Locate the string "FromStr" throughout the material and copy every line in which it occurs.

**DATA FOR THIS EXERCISE**:
^^^^
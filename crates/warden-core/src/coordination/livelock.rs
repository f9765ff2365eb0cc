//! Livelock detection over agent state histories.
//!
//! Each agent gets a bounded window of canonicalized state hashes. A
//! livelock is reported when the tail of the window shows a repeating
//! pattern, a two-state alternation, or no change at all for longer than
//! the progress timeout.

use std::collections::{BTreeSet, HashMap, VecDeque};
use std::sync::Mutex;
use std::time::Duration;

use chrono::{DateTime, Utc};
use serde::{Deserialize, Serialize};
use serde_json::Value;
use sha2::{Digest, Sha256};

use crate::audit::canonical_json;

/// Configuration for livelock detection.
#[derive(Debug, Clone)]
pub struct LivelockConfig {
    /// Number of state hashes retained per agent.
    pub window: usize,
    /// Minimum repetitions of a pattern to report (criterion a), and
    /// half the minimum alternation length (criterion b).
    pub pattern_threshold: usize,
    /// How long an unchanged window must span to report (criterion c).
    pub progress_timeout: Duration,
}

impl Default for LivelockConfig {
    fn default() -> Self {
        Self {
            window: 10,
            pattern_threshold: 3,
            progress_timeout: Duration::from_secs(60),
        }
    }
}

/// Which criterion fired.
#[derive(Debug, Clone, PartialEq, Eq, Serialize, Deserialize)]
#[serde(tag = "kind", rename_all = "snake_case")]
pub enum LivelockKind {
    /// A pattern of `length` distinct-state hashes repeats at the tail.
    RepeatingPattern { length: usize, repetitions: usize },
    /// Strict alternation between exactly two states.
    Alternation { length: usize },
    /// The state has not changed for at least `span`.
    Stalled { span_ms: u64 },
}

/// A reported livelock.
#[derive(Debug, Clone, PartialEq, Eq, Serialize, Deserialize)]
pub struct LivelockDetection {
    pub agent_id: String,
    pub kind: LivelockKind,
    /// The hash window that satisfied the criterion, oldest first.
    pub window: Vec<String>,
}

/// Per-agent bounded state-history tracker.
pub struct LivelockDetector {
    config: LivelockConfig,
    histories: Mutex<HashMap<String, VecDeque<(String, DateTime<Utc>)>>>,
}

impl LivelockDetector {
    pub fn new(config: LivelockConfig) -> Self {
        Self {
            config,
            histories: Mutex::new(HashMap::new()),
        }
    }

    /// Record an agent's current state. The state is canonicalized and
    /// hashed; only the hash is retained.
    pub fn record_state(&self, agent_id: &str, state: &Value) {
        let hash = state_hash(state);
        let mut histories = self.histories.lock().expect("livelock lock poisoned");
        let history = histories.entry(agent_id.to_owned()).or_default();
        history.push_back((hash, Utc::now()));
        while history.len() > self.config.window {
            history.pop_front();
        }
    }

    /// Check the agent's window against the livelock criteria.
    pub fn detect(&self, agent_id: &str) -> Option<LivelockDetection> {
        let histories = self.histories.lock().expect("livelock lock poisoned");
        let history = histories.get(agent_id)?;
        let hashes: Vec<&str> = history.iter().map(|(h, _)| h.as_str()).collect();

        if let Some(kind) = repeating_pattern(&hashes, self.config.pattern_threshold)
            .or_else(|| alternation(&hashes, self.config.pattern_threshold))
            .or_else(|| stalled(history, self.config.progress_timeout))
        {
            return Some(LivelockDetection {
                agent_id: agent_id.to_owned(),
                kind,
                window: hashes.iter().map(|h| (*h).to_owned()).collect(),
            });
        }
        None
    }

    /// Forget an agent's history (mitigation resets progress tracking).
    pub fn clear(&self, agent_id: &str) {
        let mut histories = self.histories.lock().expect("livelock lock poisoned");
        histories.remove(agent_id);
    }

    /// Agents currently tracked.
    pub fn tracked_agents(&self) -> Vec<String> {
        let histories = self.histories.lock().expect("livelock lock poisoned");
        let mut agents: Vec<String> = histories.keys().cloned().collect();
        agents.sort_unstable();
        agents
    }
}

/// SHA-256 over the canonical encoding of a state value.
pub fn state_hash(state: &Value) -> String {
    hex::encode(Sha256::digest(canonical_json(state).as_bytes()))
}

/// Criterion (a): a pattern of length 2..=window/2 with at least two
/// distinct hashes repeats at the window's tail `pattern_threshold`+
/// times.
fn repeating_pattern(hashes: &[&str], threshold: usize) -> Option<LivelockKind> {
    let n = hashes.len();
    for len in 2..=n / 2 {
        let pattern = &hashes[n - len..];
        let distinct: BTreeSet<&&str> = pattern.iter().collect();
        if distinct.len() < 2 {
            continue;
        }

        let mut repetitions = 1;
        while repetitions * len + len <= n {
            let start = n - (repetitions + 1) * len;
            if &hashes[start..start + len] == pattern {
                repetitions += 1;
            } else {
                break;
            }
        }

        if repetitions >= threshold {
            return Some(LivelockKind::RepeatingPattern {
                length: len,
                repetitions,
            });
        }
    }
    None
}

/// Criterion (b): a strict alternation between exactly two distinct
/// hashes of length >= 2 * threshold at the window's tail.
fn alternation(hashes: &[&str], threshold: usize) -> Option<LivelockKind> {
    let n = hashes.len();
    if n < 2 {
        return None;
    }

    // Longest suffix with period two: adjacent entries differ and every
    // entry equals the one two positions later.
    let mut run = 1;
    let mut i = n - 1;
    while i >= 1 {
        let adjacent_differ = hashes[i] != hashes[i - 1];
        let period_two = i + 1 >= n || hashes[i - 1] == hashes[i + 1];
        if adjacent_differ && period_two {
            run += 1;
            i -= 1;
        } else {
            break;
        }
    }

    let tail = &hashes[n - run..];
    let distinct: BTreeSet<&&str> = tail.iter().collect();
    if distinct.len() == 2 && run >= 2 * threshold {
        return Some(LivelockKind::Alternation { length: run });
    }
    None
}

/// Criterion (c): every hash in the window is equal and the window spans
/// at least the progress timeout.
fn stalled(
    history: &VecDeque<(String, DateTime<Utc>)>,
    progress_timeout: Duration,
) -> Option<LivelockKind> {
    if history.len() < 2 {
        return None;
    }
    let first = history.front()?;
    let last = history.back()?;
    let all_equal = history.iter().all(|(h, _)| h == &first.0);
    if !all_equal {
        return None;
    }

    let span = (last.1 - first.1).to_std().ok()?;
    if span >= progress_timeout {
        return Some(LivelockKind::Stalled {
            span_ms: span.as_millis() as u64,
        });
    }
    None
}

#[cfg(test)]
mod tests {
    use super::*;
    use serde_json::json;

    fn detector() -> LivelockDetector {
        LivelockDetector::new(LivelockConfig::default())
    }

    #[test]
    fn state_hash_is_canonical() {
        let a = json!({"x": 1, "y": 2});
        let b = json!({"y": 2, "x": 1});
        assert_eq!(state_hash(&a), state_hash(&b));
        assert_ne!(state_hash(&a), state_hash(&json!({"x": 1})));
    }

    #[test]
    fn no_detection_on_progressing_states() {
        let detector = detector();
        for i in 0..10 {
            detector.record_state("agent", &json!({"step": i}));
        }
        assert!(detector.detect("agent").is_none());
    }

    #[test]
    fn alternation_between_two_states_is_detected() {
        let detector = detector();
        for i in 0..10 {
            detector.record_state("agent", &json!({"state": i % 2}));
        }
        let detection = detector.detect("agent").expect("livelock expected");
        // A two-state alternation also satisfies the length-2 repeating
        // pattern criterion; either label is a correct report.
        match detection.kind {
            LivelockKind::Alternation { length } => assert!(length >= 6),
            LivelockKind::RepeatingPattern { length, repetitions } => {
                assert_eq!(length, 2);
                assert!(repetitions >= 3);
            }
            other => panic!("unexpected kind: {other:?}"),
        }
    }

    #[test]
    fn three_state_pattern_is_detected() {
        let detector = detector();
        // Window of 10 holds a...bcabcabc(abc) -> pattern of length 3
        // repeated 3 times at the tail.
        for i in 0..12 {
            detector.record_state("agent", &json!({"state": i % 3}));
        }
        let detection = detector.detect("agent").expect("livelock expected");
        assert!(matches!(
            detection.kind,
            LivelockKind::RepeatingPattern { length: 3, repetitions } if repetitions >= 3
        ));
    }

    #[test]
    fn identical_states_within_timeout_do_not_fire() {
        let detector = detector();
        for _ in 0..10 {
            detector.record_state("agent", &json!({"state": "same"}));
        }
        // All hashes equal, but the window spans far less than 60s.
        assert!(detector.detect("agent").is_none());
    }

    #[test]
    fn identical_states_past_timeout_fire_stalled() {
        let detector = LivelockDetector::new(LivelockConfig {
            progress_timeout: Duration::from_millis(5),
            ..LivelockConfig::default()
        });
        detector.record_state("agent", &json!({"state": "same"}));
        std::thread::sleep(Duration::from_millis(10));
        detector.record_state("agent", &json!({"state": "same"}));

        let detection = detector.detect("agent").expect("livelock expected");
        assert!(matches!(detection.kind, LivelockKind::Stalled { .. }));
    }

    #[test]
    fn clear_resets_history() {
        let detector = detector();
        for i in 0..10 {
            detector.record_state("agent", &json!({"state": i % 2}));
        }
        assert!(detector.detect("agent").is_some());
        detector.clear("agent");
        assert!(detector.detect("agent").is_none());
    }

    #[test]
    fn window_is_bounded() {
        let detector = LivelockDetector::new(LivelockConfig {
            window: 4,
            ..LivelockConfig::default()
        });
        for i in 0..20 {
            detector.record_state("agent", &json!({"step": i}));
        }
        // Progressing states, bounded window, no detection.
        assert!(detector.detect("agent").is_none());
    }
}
^^^^
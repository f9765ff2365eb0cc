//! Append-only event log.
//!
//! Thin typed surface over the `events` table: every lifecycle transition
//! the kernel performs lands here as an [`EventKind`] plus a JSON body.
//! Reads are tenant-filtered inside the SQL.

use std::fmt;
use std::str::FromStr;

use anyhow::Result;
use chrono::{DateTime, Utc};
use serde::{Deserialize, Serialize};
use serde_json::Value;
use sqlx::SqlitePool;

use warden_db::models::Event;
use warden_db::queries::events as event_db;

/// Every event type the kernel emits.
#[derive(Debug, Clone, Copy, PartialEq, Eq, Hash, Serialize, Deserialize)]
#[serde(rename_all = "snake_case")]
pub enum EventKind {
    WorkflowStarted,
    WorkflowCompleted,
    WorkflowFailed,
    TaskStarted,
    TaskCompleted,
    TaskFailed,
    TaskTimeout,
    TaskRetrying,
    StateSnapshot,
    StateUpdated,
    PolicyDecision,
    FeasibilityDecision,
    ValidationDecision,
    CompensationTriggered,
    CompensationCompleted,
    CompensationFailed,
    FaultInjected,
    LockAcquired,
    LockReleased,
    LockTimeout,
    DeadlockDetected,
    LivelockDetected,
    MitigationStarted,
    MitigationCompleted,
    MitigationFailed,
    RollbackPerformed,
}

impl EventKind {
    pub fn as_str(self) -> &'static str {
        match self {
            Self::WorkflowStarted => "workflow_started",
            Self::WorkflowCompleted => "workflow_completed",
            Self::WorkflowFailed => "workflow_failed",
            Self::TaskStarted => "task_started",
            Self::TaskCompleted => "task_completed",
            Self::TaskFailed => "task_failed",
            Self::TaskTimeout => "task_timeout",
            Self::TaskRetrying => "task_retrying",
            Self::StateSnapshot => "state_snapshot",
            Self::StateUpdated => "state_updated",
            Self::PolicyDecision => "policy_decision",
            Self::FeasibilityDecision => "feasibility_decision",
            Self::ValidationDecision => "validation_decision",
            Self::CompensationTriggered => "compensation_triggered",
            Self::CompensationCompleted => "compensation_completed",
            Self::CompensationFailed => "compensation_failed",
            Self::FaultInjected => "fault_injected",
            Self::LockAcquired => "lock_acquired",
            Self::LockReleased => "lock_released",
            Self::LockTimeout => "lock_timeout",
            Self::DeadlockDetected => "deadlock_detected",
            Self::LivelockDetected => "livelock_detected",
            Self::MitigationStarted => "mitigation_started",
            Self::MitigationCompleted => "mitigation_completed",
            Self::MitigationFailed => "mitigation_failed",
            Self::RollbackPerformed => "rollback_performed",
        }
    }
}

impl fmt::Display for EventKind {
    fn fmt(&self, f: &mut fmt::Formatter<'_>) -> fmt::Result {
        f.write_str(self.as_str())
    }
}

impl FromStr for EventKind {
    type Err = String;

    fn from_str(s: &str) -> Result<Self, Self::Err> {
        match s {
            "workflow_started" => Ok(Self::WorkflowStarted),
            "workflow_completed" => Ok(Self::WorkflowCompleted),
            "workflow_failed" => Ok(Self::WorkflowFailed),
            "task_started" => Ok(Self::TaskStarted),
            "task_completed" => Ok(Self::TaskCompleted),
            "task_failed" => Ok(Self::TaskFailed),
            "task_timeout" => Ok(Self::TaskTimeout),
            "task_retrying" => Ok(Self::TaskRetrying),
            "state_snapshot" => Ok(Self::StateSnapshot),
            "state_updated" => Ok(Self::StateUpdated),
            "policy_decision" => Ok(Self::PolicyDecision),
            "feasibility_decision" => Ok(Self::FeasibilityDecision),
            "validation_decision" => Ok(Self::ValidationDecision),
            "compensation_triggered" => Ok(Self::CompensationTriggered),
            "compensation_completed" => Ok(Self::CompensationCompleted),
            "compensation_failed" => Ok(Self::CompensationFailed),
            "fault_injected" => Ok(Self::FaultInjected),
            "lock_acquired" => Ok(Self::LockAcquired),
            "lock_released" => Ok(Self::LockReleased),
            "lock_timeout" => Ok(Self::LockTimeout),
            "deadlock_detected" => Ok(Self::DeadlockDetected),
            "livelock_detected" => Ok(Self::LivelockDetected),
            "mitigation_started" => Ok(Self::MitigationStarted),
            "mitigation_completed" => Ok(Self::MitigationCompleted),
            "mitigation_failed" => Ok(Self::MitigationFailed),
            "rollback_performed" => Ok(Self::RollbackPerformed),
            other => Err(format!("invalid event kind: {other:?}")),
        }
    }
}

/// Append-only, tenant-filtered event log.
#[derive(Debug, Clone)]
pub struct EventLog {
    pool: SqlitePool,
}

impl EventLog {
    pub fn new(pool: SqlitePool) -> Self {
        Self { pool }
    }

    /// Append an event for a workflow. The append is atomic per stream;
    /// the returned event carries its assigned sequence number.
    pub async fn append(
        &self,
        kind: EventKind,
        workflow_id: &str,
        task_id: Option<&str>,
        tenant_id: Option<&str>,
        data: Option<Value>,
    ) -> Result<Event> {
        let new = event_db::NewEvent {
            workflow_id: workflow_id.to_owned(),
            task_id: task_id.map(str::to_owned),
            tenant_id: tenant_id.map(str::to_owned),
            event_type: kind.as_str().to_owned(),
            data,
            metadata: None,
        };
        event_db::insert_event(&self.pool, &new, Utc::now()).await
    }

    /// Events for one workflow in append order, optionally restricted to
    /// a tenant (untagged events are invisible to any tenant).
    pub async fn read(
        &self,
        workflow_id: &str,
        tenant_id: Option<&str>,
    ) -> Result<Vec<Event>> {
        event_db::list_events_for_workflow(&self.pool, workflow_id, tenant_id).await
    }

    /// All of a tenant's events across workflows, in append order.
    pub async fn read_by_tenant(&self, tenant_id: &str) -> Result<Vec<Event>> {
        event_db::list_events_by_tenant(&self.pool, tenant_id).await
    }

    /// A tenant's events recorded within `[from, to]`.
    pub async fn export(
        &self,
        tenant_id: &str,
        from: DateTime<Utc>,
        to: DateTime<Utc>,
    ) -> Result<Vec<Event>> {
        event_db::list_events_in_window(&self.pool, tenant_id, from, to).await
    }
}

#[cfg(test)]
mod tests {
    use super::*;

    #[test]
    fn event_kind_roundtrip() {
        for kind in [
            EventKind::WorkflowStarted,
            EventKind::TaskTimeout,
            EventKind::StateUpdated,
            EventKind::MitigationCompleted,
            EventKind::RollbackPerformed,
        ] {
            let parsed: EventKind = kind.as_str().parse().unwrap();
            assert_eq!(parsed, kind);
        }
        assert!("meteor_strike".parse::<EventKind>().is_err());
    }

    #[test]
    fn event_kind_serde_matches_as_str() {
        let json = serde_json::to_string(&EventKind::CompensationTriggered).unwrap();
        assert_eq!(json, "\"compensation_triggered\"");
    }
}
^^^^
**SOLUTION**:
use std::str::FromStr;
impl FromStr for EventKind {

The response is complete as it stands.